See, I have this sewing machine. I got it ten years ago for free from a very round woman who taught a sewing class I took with my friend Veronica*. Our teacher said the word “scissors” often – as is probably common in a sewing class – except she said it something like “sillzuzz”. But she would drag out the first syllable so it was more like “siiiiiiillzuzz”. We would come to class, Veronica and I, having gotten together beforehand to smoke pot in the darkest back corner of the large YMCA parking lot. There were huge coniferous trees everywhere and it was winter in the Midwest, which meant the sun went down by 5pm and we were safe in the cover of darkness. We would sit in the back of my barely-functional minivan, the only vehicle I could afford at nineteen, laughing and laughing and laughing until tears streamed down our faces. We were both unhappy in our lives at that time, but too young and clueless about the world to name that unhappiness, much less articulate it with any sense of direction or capacity to reach for something better. We simply shared this unspoken lust for change, this hunger for something bigger or more real or just somehow different than where we were, than who and what we were. It was a yearning that consumed each of us in its own way, gnawing and chomping at our insides. So we sated it to the best of our ability by sharing hitters in the back of my van down by the river, and extracurriculars like sewing classes that were paid for by boyfriends who listened intently to our every whimsical desire, boyfriends whose own unhappiness was as yet unnamed.

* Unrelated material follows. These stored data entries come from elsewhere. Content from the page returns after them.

use crate::error::SyntaxError;
use crate::lexer::{Lexer, TokenKind};
use once_cell::sync::Lazy;
use regex::Regex;
use serde::{Deserialize, Serialize};
use std::collections::HashMap;

/// Heading-like commands whose argument can carry a title marker.
pub const HEADING_COMMANDS: [&str; 6] = [
    "section",
    "subsection",
    "subsubsection",
    "chapter",
    "caption",
    "paragraph",
];

/// Opens the in-text tag of a title marker: `%%##$key>>`.
pub const TITLE_TAG: &str = "%%##";
/// Opens a block marker line: `%%!!key<<`.
pub const BLOCK_TAG: &str = "%%!!";
/// The closing line of a block marker.
pub const BLOCK_CLOSE_TAG: &str = "%%!!>>";
/// The closing line as matched, including the line break that ends the content.
pub const BLOCK_CLOSE: &str = "\n%%!!>>";

static TITLE_MARKER: Lazy<Regex> = Lazy::new(|| {
    Regex::new(
        r"\\(section|subsection|subsubsection|chapter|caption|paragraph)\{(.*?)%%##(.*?)>>",
    )
    .expect("valid title marker regex")
});

static BLOCK_OPEN: Lazy<Regex> =
    Lazy::new(|| Regex::new(r"%%!!([^\n<>]*)<<").expect("valid block marker regex"));

#[derive(Debug, Clone, Copy, PartialEq, Eq, Hash, Serialize, Deserialize)]
pub enum MarkerKind {
    Title,
    Block,
}

impl MarkerKind {
    /// Title keys start with `$`, block keys never do.
    pub fn of_key(key: &str) -> Self {
        if key.starts_with('$') {
            MarkerKind::Title
        } else {
            MarkerKind::Block
        }
    }
}

/// One translatable unit found in a file.
///
/// `start_offset..end_offset` is the translatable text, which is exactly the
/// range a translation replaces. `marker_start..marker_end` covers the whole
/// marker (heading command through `>>`, or opening line through closing line)
/// and is what overlap checks use.
#[derive(Debug, Clone, PartialEq, Eq, Serialize, Deserialize)]
pub struct MarkerUnit {
    pub key: String,
    pub kind: MarkerKind,
    pub raw_text: String,
    pub start_offset: usize,
    pub end_offset: usize,
    pub marker_start: usize,
    pub marker_end: usize,
}

/// Finds localization markers in one file's text.
///
/// ## Grammar
///
/// - **Title**: `\section{Text%%##$key>>}` for any of [`HEADING_COMMANDS`].
///   The text runs from the opening brace to the tag, or to the first
///   unbalanced `}` if the tag trails the argument (`\section{Text}%%##$key>>`).
/// - **Block**: a line `%%!!key<<`, free-form lines, then a line `%%!!>>`.
///   Leading whitespace of the content is not part of the translatable text.
///
/// ## Primitives
///
/// [`next_title`](Self::next_title) and [`next_block`](Self::next_block) find
/// the first marker of their kind at or after a byte offset. [`units`](Self::units)
/// folds both over the whole file. Extraction and reinjection go through the
/// same primitives, so a span that was extracted is exactly the span that gets
/// replaced.
///
/// ```
/// use ferroloc_syntax::scanner::{MarkerKind, MarkerScanner};
///
/// let text = "\\section{Intro%%##$intro>>}\n%%!!body<<\nHello world\n%%!!>>\n";
/// let units = MarkerScanner::new(text).units().unwrap();
///
/// assert_eq!(units[0].kind, MarkerKind::Title);
/// assert_eq!(units[0].key, "$intro");
/// assert_eq!(units[0].raw_text, "Intro");
/// assert_eq!(units[1].key, "body");
/// assert_eq!(units[1].raw_text, "Hello world");
/// ```
pub struct MarkerScanner<'a> {
    text: &'a str,
}

impl<'a> MarkerScanner<'a> {
    pub fn new(text: &'a str) -> Self {
        Self { text }
    }

    pub fn text(&self) -> &'a str {
        self.text
    }

    /// The first title marker starting at or after `from`.
    pub fn next_title(&self, from: usize) -> Option<MarkerUnit> {
        let caps = TITLE_MARKER.captures_at(self.text, from)?;
        let whole = caps.get(0)?;
        let body = caps.get(2)?;
        let key = caps.get(3)?;

        let len = argument_len(body.as_str());
        Some(MarkerUnit {
            key: key.as_str().to_string(),
            kind: MarkerKind::Title,
            raw_text: body.as_str()[..len].to_string(),
            start_offset: body.start(),
            end_offset: body.start() + len,
            marker_start: whole.start(),
            marker_end: whole.end(),
        })
    }

    /// The first block marker starting at or after `from`.
    ///
    /// A `%%!!>>` line met before the next opening marker closes nothing and is
    /// an error, as is any marker line between a block's opening and closing
    /// lines. The tag only counts at the start of a line; mid-line it is text.
    pub fn next_block(&self, from: usize) -> Result<Option<MarkerUnit>, SyntaxError> {
        let open = BLOCK_OPEN.captures_at(self.text, from);
        let limit = open
            .as_ref()
            .and_then(|caps| caps.get(0))
            .map_or(self.text.len(), |m| m.start());

        let stray = self.text[from..limit]
            .match_indices(BLOCK_CLOSE_TAG)
            .map(|(pos, _)| from + pos)
            .find(|&offset| offset == 0 || self.text.as_bytes()[offset - 1] == b'\n');
        if let Some(offset) = stray {
            return Err(SyntaxError::StrayClose { offset });
        }

        let Some(open) = open else {
            return Ok(None);
        };
        let (Some(whole), Some(key)) = (open.get(0), open.get(1)) else {
            return Ok(None);
        };
        let key = key.as_str().to_string();

        // Byte index of the line break ending the opening line.
        let header_end = whole.end();
        if !self.text[header_end..].starts_with('\n') {
            return Err(SyntaxError::UnterminatedOpening {
                key,
                offset: whole.start(),
            });
        }
        let content_start = header_end + 1;

        // Searching from the opening line break lets an empty block share it.
        let close = match self.text[header_end..].find(BLOCK_CLOSE) {
            Some(pos) => header_end + pos,
            None => {
                return Err(SyntaxError::MissingClose {
                    key,
                    offset: whole.start(),
                });
            }
        };

        let interior = &self.text[header_end..close];
        for nested in ["\n%%!!", "\n%%##"] {
            if let Some(pos) = interior.find(nested) {
                return Err(SyntaxError::NestedMarker {
                    key,
                    offset: header_end + pos + 1,
                });
            }
        }
        if let Some(m) = BLOCK_OPEN.find(interior) {
            return Err(SyntaxError::NestedMarker {
                key,
                offset: header_end + m.start(),
            });
        }

        let content_end = close.max(content_start);
        let content = &self.text[content_start..content_end];
        let start = content_start + (content.len() - content.trim_start().len());

        Ok(Some(MarkerUnit {
            key,
            kind: MarkerKind::Block,
            raw_text: self.text[start..content_end].to_string(),
            start_offset: start,
            end_offset: content_end,
            marker_start: whole.start(),
            marker_end: close + BLOCK_CLOSE.len(),
        }))
    }

    /// Every marker of the file in offset order.
    ///
    /// Fails on the first block grammar violation, on markers that overlap
    /// (which includes a title inside a block) and on a key used twice.
    pub fn units(&self) -> Result<Vec<MarkerUnit>, SyntaxError> {
        let mut units = Vec::new();

        let mut cursor = 0;
        while let Some(unit) = self.next_title(cursor) {
            cursor = unit.marker_end;
            units.push(unit);
        }

        cursor = 0;
        while let Some(unit) = self.next_block(cursor)? {
            cursor = unit.marker_end;
            units.push(unit);
        }

        units.sort_by_key(|unit| unit.marker_start);

        for pair in units.windows(2) {
            if pair[1].marker_start < pair[0].marker_end {
                return Err(SyntaxError::OverlappingMarkers {
                    key: pair[1].key.clone(),
                    other: pair[0].key.clone(),
                    offset: pair[1].marker_start,
                });
            }
        }

        let mut seen: HashMap<&str, usize> = HashMap::new();
        for unit in &units {
            if seen.insert(unit.key.as_str(), unit.marker_start).is_some() {
                return Err(SyntaxError::DuplicateKey {
                    key: unit.key.clone(),
                    offset: unit.marker_start,
                });
            }
        }

        Ok(units)
    }
}

/// Length of a heading argument within a raw capture: up to the first `}`
/// that closes more than it opened, or the whole capture.
fn argument_len(capture: &str) -> usize {
    let mut depth = 0i32;
    for token in Lexer::new(capture) {
        match token.kind {
            TokenKind::LBrace => depth += 1,
            TokenKind::RBrace => {
                depth -= 1;
                if depth < 0 {
                    return token.offset;
                }
            }
            _ => {}
        }
    }
    capture.len()
}
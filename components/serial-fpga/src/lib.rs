//! serial-fpga daemon
//!
//! Loads the configuration, opens the transport on the host's serial port
//! and GPIO, and drives the event loop until the reactor is stopped or the
//! transport can no longer make progress.

pub mod config;

use std::io::{self, Write};
use std::time::Duration;

use crossbeam::channel::Receiver;
use hba_platform::{Reactor, ReactorError};
use hba_transport::{ProtocolError, SerialFpga};
use log::error;
use thiserror::Error;

pub use config::{ConfigError, DaemonConfig, Overrides};

/// Longest the loop sleeps before checking transport health and the trace
pub const TICK: Duration = Duration::from_millis(200);

#[derive(Debug, Error)]
pub enum DaemonError {
    #[error(transparent)]
    Reactor(#[from] ReactorError),

    #[error("Transport failed: {0}")]
    Transport(#[from] ProtocolError),

    #[error("Cannot write raw trace: {0}")]
    Trace(#[from] io::Error),
}

/// Run the event loop.
///
/// Lines received on `trace` (the `rawin` subscription, if any) are copied
/// to `out` after every iteration.
///
/// # Errors
/// - [`DaemonError::Reactor`] if poll(2) fails in the reactor
/// - [`DaemonError::Transport`] once the transport latched a multiplexer
///   failure
pub fn run(
    transport: &SerialFpga,
    reactor: &Reactor,
    trace: Option<&Receiver<String>>,
    out: &mut dyn Write,
) -> Result<(), DaemonError> {
    while !reactor.is_stopped() {
        if let Err(e) = reactor.run_once(Some(TICK)) {
            error!("{}", e);
            return Err(e.into());
        }
        if let Some(trace) = trace {
            copy_trace(trace, out)?;
        }
        transport.check_health()?;
    }
    Ok(())
}

fn copy_trace(trace: &Receiver<String>, out: &mut dyn Write) -> io::Result<()> {
    let mut wrote = false;
    for line in trace.try_iter() {
        out.write_all(line.as_bytes())?;
        wrote = true;
    }
    if wrote {
        out.flush()?;
    }
    Ok(())
}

We often didn’t even go to class, but would skip it in favor of staying in that van laughing and laughing together and sharing our hearts with each other. But when we did go, inevitably our instructor would say something like “get out your sillzuzz” and we would giggle and stutter and make faces at each other like third graders. We each planned to make pretty little sun dresses for ourselves out of patterns we had chosen in the dead of winter, hopeful that we could count on summer in the Midwest to be as hot and miserable as winter was cold and unbearable. The fabric I had chosen was a dark burnt orange covered with tiny flowers and foliage in a lighter, yet still subdued shade of orange. It was fabric that some hippie somewhere in the United States is using right now as a bag that she (or he! hippie dudes are totes comfortable enough with their sexuality to proudly wear manbags) wears across one shoulder, a bag that probably has a hidden pocket for a hitter box. Veronica’s fabric was an earthy green with yellow floral accents, and I remember thinking how beautiful she would look in that dress in the summertime, tanned skin, blonde hair, and extra-slight frame. We were friends and I didn’t at all resent how pretty she was. But it is our nature as women – or maybe it has been socialized into us, I’m not entirely sure – to compare ourselves to one another. I have come to be more comfortable in my own skin as I have gotten older, but back then especially I felt gangly and awkward and too-tall, and I envisioned my own dress would look frumpy and strange, that it would smack of being homemade and everyone would laugh at me.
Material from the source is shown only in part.